GARETH STOBIE: That’s right. If you look at the passive space globally gathering scale and being a market leader, you don’t necessarily have to be the biggest, but you need to be right up there, which is important because, from an issuer’s perspective or from a management perspective, it’s a key ingredient to success in making our business sustainable over the longer term.

Again, if I look at it from a client’s point of view, the larger the asset manager is the more scale we have to invest in service and our technology platform, as I’ve already mentioned, new products and so forth. So yeah, it is a critical aspect to winning within this market, bearing in mind that the margins we charge or the fees that we charge are significantly lower than our active peer group., and it’s one of the core value propositions. That’s why one needs to do it.
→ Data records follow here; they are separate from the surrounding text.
//! Whole-workbook ingestion: one table per sheet, named `<owner>_<sheet>`.

use std::collections::HashMap;
use std::path::Path;

use crate::error::{IngestError, IngestResult};
use crate::naming::Identifier;
use crate::reader::{WorkbookFormat, read_workbook_from_path};
use crate::store::{HashedRows, Store};
use crate::types::{Value, Workbook};

use super::append::plan_append;
use super::prepare::{HashPolicy, check_target_table, prepare_sheet, preview_rows};
use super::WriteMode;

/// Rows shown per sheet in an [`IngestReport`] unless configured otherwise.
pub const DEFAULT_PREVIEW_ROWS: usize = 5;

/// Options controlling [`ingest_workbook`].
#[derive(Debug, Clone, PartialEq, Eq)]
pub struct IngestOptions {
    /// How each sheet's table is written.
    pub mode: WriteMode,
    /// Number of rows kept per table in [`IngestedTable::preview`].
    pub preview_rows: usize,
}

impl Default for IngestOptions {
    fn default() -> Self {
        Self {
            mode: WriteMode::Replace,
            preview_rows: DEFAULT_PREVIEW_ROWS,
        }
    }
}

/// Outcome for one sheet.
#[derive(Debug, Clone, PartialEq)]
pub struct IngestedTable {
    /// Sheet name as authored.
    pub sheet_name: String,
    /// Table the sheet was written to.
    pub table_name: String,
    /// Table columns, ending with `row_hash`.
    pub columns: Vec<String>,
    /// Rows written by this call.
    pub row_count: usize,
    /// Incoming rows skipped because their fingerprint was already stored (append with dedup).
    pub skipped_duplicates: usize,
    /// Rows dropped because every cell was empty.
    pub dropped_empty: usize,
    /// First rows written, each ending with its `row_hash`.
    pub preview: Vec<Vec<Value>>,
}

/// Outcome of [`ingest_workbook`].
#[derive(Debug, Clone, PartialEq, Default)]
pub struct IngestReport {
    pub tables: Vec<IngestedTable>,
    /// Sheets without a header row; nothing was written for them.
    pub skipped_sheets: Vec<String>,
}

impl IngestReport {
    pub fn table_names(&self) -> Vec<&str> {
        self.tables.iter().map(|t| t.table_name.as_str()).collect()
    }

    pub fn total_rows(&self) -> usize {
        self.tables.iter().map(|t| t.row_count).sum()
    }

    /// Preview rows for a sheet, by authored sheet name.
    pub fn preview(&self, sheet_name: &str) -> Option<&[Vec<Value>]> {
        self.tables
            .iter()
            .find(|t| t.sheet_name == sheet_name)
            .map(|t| t.preview.as_slice())
    }
}

/// Derive the table name for `sheet_name` ingested under `owner`.
pub fn table_name_for(owner: &str, sheet_name: &str) -> Identifier {
    Identifier::normalize(owner).join(&Identifier::normalize(sheet_name))
}

struct SheetPlan {
    table: Identifier,
    sheet_name: String,
    rows: HashedRows,
    skipped_duplicates: usize,
    dropped_empty: usize,
}

/// Ingest every sheet of `workbook` into its own table.
///
/// All sheets are validated before the store is touched, and all tables are written inside a
/// single transaction: either every sheet lands or the store keeps its prior state.
///
/// With [`WriteMode::Replace`] re-ingesting the same workbook under the same owner rebuilds each
/// table from scratch, so row counts do not accumulate. Names in the reserved `sqlite_` space are
/// refused as invalid input; the embedded-file registry and tables whose catalog name differs
/// only in case are refused with `NameCollision`.
pub fn ingest_workbook(
    store: &mut Store,
    workbook: &Workbook,
    owner: &str,
    options: &IngestOptions,
) -> IngestResult<IngestReport> {
    if workbook.is_empty() {
        return Err(IngestError::invalid_input("workbook has no sheets"));
    }

    let mut report = IngestReport::default();
    let mut seen: HashMap<Identifier, &str> = HashMap::new();
    let mut plans: Vec<SheetPlan> = Vec::with_capacity(workbook.sheets.len());

    for sheet in &workbook.sheets {
        if sheet.headers.is_empty() {
            log::warn!("sheet '{}' has no header row; skipping", sheet.name);
            report.skipped_sheets.push(sheet.name.clone());
            continue;
        }

        let table = table_name_for(owner, &sheet.name);
        check_target_table(&table)?;
        if let Some(previous) = seen.insert(table.clone(), sheet.name.as_str()) {
            return Err(IngestError::invalid_input(format!(
                "sheets '{previous}' and '{}' both map to table '{table}'",
                sheet.name
            )));
        }

        let prepared = prepare_sheet(sheet, HashPolicy::Recompute)?;
        let (rows, skipped_duplicates) = match options.mode {
            WriteMode::Replace => {
                // A case variant of the derived name was not created by this engine.
                match store.catalog_name(&table)? {
                    Some(existing) if existing != table.as_str() => {
                        return Err(IngestError::NameCollision { name: existing });
                    }
                    _ => {}
                }
                (prepared.rows, 0)
            }
            WriteMode::CreateOnly => {
                if store.table_exists(&table)? {
                    return Err(IngestError::NameCollision {
                        name: table.into_string(),
                    });
                }
                (prepared.rows, 0)
            }
            WriteMode::Append { dedup } => {
                let plan = plan_append(store, &table, prepared.rows, dedup)?;
                (plan.rows, plan.skipped_duplicates)
            }
        };

        plans.push(SheetPlan {
            table,
            sheet_name: prepared.sheet_name,
            rows,
            skipped_duplicates,
            dropped_empty: prepared.dropped_empty,
        });
    }

    if plans.is_empty() {
        return Err(IngestError::invalid_input(
            "workbook has no sheet with a header row",
        ));
    }

    let tx = store.transaction()?;
    for plan in &plans {
        match options.mode {
            WriteMode::Replace => tx.replace_table(&plan.table, &plan.rows)?,
            WriteMode::CreateOnly => tx.create_table(&plan.table, &plan.rows)?,
            WriteMode::Append { .. } => {
                tx.append_rows(&plan.table, &plan.rows)?;
            }
        }
    }
    tx.commit()?;

    for plan in plans {
        let mut columns: Vec<String> = plan.rows.columns.iter().map(|c| c.to_string()).collect();
        columns.push(crate::fingerprint::ROW_HASH_COLUMN.to_string());
        log::info!(
            "sheet '{}' -> table '{}' ({} row(s), mode {:?})",
            plan.sheet_name,
            plan.table,
            plan.rows.row_count(),
            options.mode
        );
        report.tables.push(IngestedTable {
            sheet_name: plan.sheet_name,
            table_name: plan.table.into_string(),
            columns,
            row_count: plan.rows.row_count(),
            skipped_duplicates: plan.skipped_duplicates,
            dropped_empty: plan.dropped_empty,
            preview: preview_rows(&plan.rows, options.preview_rows),
        });
    }

    Ok(report)
}

/// Read the workbook at `path` and ingest it.
///
/// `owner` defaults to the file stem, so `Sales 2024.xlsx` with a sheet `Q1` lands in
/// `sales_2024_q1`.
pub fn ingest_path(
    store: &mut Store,
    path: impl AsRef<Path>,
    owner: Option<&str>,
    format: Option<WorkbookFormat>,
    options: &IngestOptions,
) -> IngestResult<IngestReport> {
    let path = path.as_ref();
    let owner = match owner {
        Some(o) => o.to_string(),
        None => owner_from_path(path)?,
    };
    let workbook = read_workbook_from_path(path, format)?;
    ingest_workbook(store, &workbook, &owner, options)
}

fn owner_from_path(path: &Path) -> IngestResult<String> {
    path.file_stem()
        .and_then(|s| s.to_str())
        .map(|s| s.to_string())
        .ok_or_else(|| {
            IngestError::invalid_input(format!(
                "cannot derive an owning name from path ({})",
                path.display()
            ))
        })
}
SIMON BROWN: Yeah. I take the point. I’m thinking Vanguard, I’m thinking BlackRock in the US – two giants in the industry who are able by their size to offer total expense ratios that are fractions of a percent.

One question I’ve been asked a heck of a lot on email and Twitter, everywhere else, is [about] OUTvest, which is owned by OUTsurance. You provide the product into that. Will there be any change to that relationship, because a number of people really like the OUTvest product, particularly the low-cost RA [retirement annuity]?

GARETH STOBIE: Yeah. CoreShares has walked quite a journey with OUTsurance – both OUTsurance Holdings, which was one of our shareholders for this transaction, and the development of OUTvest. So certainly in the foreseeable future we’re going to continue to support that product set. It’s a brilliant platform that OUTsurance has built, and we are going to be supporting the product range and running the underlying portfolios for them.

SIMON BROWN: A last question; two parts to it. Will there perhaps be some brand changes in time for the CoreShares product as it moves perhaps under 10X branding? And is there a timeline for when the deal will conclude?

GARETH STOBIE: From a brand perspective, the longer-term plan is to migrate to the 10X brand. I think they’ve done a wonderful job in terms of building up a consumer brand and they are well liked in the retail market.

In terms of the timing of the transaction, everything’s out of the way other than the regulatory step, which is obviously an important one. We are expecting to hear back from the regulators soon. So we expect [resolution] over the next few weeks or so.

SIMON BROWN: So a couple of weeks, perhaps, maybe a couple of months if the regulators are having some coffee breaks.

Gareth Stobie, managing director of CoreShares, as always I appreciate the early morning time.